Work to be completed - Give back exactly the lines of the data below, starting with the line that has "self.tracks.get(path).copied()" and going on through the line that has "let mut catalog = Self::default();".

::: Dataset :::

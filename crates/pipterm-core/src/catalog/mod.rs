//! Station and intermission catalogs.
//!
//! Both are built once at startup by walking directories on a small blocking
//! worker pool and are immutable afterwards.  Anything unusable (missing
//! descriptor, no playable audio, unreadable metadata) is skipped and logged
//! at debug level; loading itself never fails.

mod descriptor;
mod intermission;

pub use descriptor::{parse_descriptor, StationDescriptor, DESCRIPTOR_FILE};
pub use intermission::{Candidates, IntermissionIndex};

use std::collections::BTreeMap;
use std::path::{Path, PathBuf};
use std::sync::Arc;

use lofty::prelude::*;
use tokio::sync::Semaphore;
use tokio::task::JoinSet;
use tracing::{debug, info, warn};

use crate::config::{CatalogConfig, PathsConfig};

const AUDIO_EXTENSIONS: &[&str] = &["ogg", "mp3", "flac", "wav", "m4a", "aac", "opus"];

#[derive(Debug, thiserror::Error)]
pub enum CatalogError {
    #[error("failed to read {}: {source}", .path.display())]
    Io {
        path: PathBuf,
        #[source]
        source: std::io::Error,
    },
    #[error("station.ini line {line}: {reason}")]
    Descriptor { line: usize, reason: String },
    #[error("cannot read audio properties of {}: {source}", .path.display())]
    Probe {
        path: PathBuf,
        #[source]
        source: lofty::error::LoftyError,
    },
    #[error("{} has zero duration", .0.display())]
    Empty(PathBuf),
}

// ── Station ───────────────────────────────────────────────────────────────────

#[derive(Debug, Clone, PartialEq)]
pub struct Station {
    pub name: String,
    pub dir: PathBuf,
    /// Play in filename order instead of shuffling.
    pub ordered: bool,
    /// `path → duration_ms`, sorted by path.
    pub tracks: BTreeMap<PathBuf, u64>,
}

impl Station {
    pub fn duration_ms(&self, path: &Path) -> Option<u64> {
        self.tracks.get(path).copied()
    }
}

/// Registry of stations keyed (and ordered) by display name.  The position
/// in that order is the index the UI cursor refers to.
#[derive(Debug, Clone, Default)]
pub struct StationCatalog {
    stations: BTreeMap<String, Station>,
}

impl StationCatalog {
    /// Returns `false` (and keeps the existing entry) on a name collision.
    pub fn insert(&mut self, station: Station) -> bool {
        if self.stations.contains_key(&station.name) {
            return false;
        }
        self.stations.insert(station.name.clone(), station);
        true
    }

    pub fn get(&self, name: &str) -> Option<&Station> {
        self.stations.get(name)
    }

    pub fn get_index(&self, idx: usize) -> Option<&Station> {
        self.stations.values().nth(idx)
    }

    pub fn names(&self) -> Vec<String> {
        self.stations.keys().cloned().collect()
    }

    pub fn iter(&self) -> impl Iterator<Item = &Station> {
        self.stations.values()
    }

    pub fn len(&self) -> usize {
        self.stations.len()
    }

    pub fn is_empty(&self) -> bool {
        self.stations.is_empty()
    }
}

impl FromIterator<Station> for StationCatalog {
    fn from_iter<I: IntoIterator<Item = Station>>(iter: I) -> Self {
        let mut catalog = Self::default();
        for station in iter {
            catalog.insert(station);
        }
        catalog
    }
}

// ── RadioCatalog ──────────────────────────────────────────────────────────────

/// Everything the scheduler needs to resolve a playlist entry.
#[derive(Debug, Clone, Default)]
pub struct RadioCatalog {
    pub stations: StationCatalog,
    pub intermissions: IntermissionIndex,
}

impl RadioCatalog {
    pub async fn load(paths: &PathsConfig, cfg: &CatalogConfig) -> Self {
        let stations = load_stations(&paths.station_root, cfg.workers).await;

        let root = paths.intermission_root.clone();
        let intermissions = match tokio::task::spawn_blocking(move || IntermissionIndex::scan(&root)).await {
            Ok(index) => index,
            Err(e) => {
                warn!("intermission scan task failed: {}", e);
                IntermissionIndex::new(&paths.intermission_root)
            }
        };

        info!(
            "catalog: {} stations, {} intermission clips",
            stations.len(),
            intermissions.len()
        );
        Self {
            stations,
            intermissions,
        }
    }

    /// Duration of a playlist entry, which is either one of the station's
    /// tracks or a woven intermission clip.
    pub fn duration_ms(&self, station: &Station, path: &Path) -> Option<u64> {
        station
            .duration_ms(path)
            .or_else(|| self.intermissions.duration_ms(path))
    }
}

// ── loading ───────────────────────────────────────────────────────────────────

/// Scan every sub-directory of `root` with at most `workers` scans in flight.
pub async fn load_stations(root: &Path, workers: usize) -> StationCatalog {
    let listing_root = root.to_path_buf();
    let dirs = match tokio::task::spawn_blocking(move || list_station_dirs(&listing_root)).await {
        Ok(Ok(dirs)) => dirs,
        Ok(Err(e)) => {
            debug!("catalog: {}", e);
            return StationCatalog::default();
        }
        Err(e) => {
            warn!("catalog: listing task failed: {}", e);
            return StationCatalog::default();
        }
    };

    let permits = Arc::new(Semaphore::new(workers.max(1)));
    let mut set = JoinSet::new();
    for (order, dir) in dirs.into_iter().enumerate() {
        let permits = Arc::clone(&permits);
        set.spawn(async move {
            let _permit = permits.acquire_owned().await;
            let scanned = tokio::task::spawn_blocking(move || {
                let result = scan_station(&dir);
                (dir, result)
            })
            .await;
            (order, scanned)
        });
    }

    let mut found: Vec<(usize, Station)> = Vec::new();
    while let Some(joined) = set.join_next().await {
        match joined {
            Ok((order, Ok((_, Ok(Some(station)))))) => found.push((order, station)),
            Ok((_, Ok((dir, Ok(None))))) => {
                debug!("catalog: {} is not a station, skipping", dir.display());
            }
            Ok((_, Ok((dir, Err(e))))) => {
                debug!("catalog: skipping {}: {}", dir.display(), e);
            }
            Ok((_, Err(e))) | Err(e) => warn!("catalog: scan task failed: {}", e),
        }
    }

    // Directory order decides who wins a name collision.
    found.sort_by_key(|(order, _)| *order);
    let mut catalog = StationCatalog::default();
    for (_, station) in found {
        let name = station.name.clone();
        let dir = station.dir.clone();
        if !catalog.insert(station) {
            warn!(
                "catalog: duplicate station name '{}' in {}, keeping the first",
                name,
                dir.display()
            );
        }
    }
    catalog
}

fn list_station_dirs(root: &Path) -> Result<Vec<PathBuf>, CatalogError> {
    let entries = std::fs::read_dir(root).map_err(|source| CatalogError::Io {
        path: root.to_path_buf(),
        source,
    })?;
    let mut dirs: Vec<PathBuf> = entries
        .flatten()
        .map(|e| e.path())
        .filter(|p| p.is_dir())
        .collect();
    dirs.sort();
    Ok(dirs)
}

/// Scan one station directory.  `Ok(None)` means "not a station": no
/// descriptor, or no playable audio.
pub fn scan_station(dir: &Path) -> Result<Option<Station>, CatalogError> {
    let ini_path = dir.join(DESCRIPTOR_FILE);
    if !ini_path.is_file() {
        return Ok(None);
    }
    let content = std::fs::read_to_string(&ini_path).map_err(|source| CatalogError::Io {
        path: ini_path.clone(),
        source,
    })?;
    let descriptor = parse_descriptor(&content)?;

    let tracks = scan_tracks(dir)?;
    if tracks.is_empty() {
        return Ok(None);
    }

    let name = descriptor.station_name.unwrap_or_else(|| {
        dir.file_name()
            .map(|n| n.to_string_lossy().into_owned())
            .unwrap_or_else(|| dir.display().to_string())
    });

    Ok(Some(Station {
        name,
        dir: dir.to_path_buf(),
        ordered: descriptor.ordered,
        tracks,
    }))
}

fn scan_tracks(dir: &Path) -> Result<BTreeMap<PathBuf, u64>, CatalogError> {
    let entries = std::fs::read_dir(dir).map_err(|source| CatalogError::Io {
        path: dir.to_path_buf(),
        source,
    })?;
    let mut tracks = BTreeMap::new();
    for entry in entries.flatten() {
        let path = entry.path();
        if !path.is_file() || !is_playable(&path) {
            continue;
        }
        match probe_duration_ms(&path) {
            Ok(ms) => {
                tracks.insert(path, ms);
            }
            Err(e) => debug!("catalog: skipping track: {}", e),
        }
    }
    Ok(tracks)
}

/// Recognised audio file extension, case-insensitive.
pub fn is_playable(path: &Path) -> bool {
    path.extension()
        .and_then(|ext| ext.to_str())
        .map(|ext| AUDIO_EXTENSIONS.contains(&ext.to_ascii_lowercase().as_str()))
        .unwrap_or(false)
}

/// Playable length in whole milliseconds, read from the audio properties.
pub(crate) fn probe_duration_ms(path: &Path) -> Result<u64, CatalogError> {
    let tagged = lofty::read_from_path(path).map_err(|source| CatalogError::Probe {
        path: path.to_path_buf(),
        source,
    })?;
    let ms = tagged.properties().duration().as_millis() as u64;
    if ms == 0 {
        return Err(CatalogError::Empty(path.to_path_buf()));
    }
    Ok(ms)
}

:::

Answer to this task -
        self.tracks.get(path).copied()
    }
}

/// Registry of stations keyed (and ordered) by display name.  The position
/// in that order is the index the UI cursor refers to.
#[derive(Debug, Clone, Default)]
pub struct StationCatalog {
    stations: BTreeMap<String, Station>,
}

impl StationCatalog {
    /// Returns `false` (and keeps the existing entry) on a name collision.
    pub fn insert(&mut self, station: Station) -> bool {
        if self.stations.contains_key(&station.name) {
            return false;
        }
        self.stations.insert(station.name.clone(), station);
        true
    }

    pub fn get(&self, name: &str) -> Option<&Station> {
        self.stations.get(name)
    }

    pub fn get_index(&self, idx: usize) -> Option<&Station> {
        self.stations.values().nth(idx)
    }

    pub fn names(&self) -> Vec<String> {
        self.stations.keys().cloned().collect()
    }

    pub fn iter(&self) -> impl Iterator<Item = &Station> {
        self.stations.values()
    }

    pub fn len(&self) -> usize {
        self.stations.len()
    }

    pub fn is_empty(&self) -> bool {
        self.stations.is_empty()
    }
}

impl FromIterator<Station> for StationCatalog {
    fn from_iter<I: IntoIterator<Item = Station>>(iter: I) -> Self {
        let mut catalog = Self::default();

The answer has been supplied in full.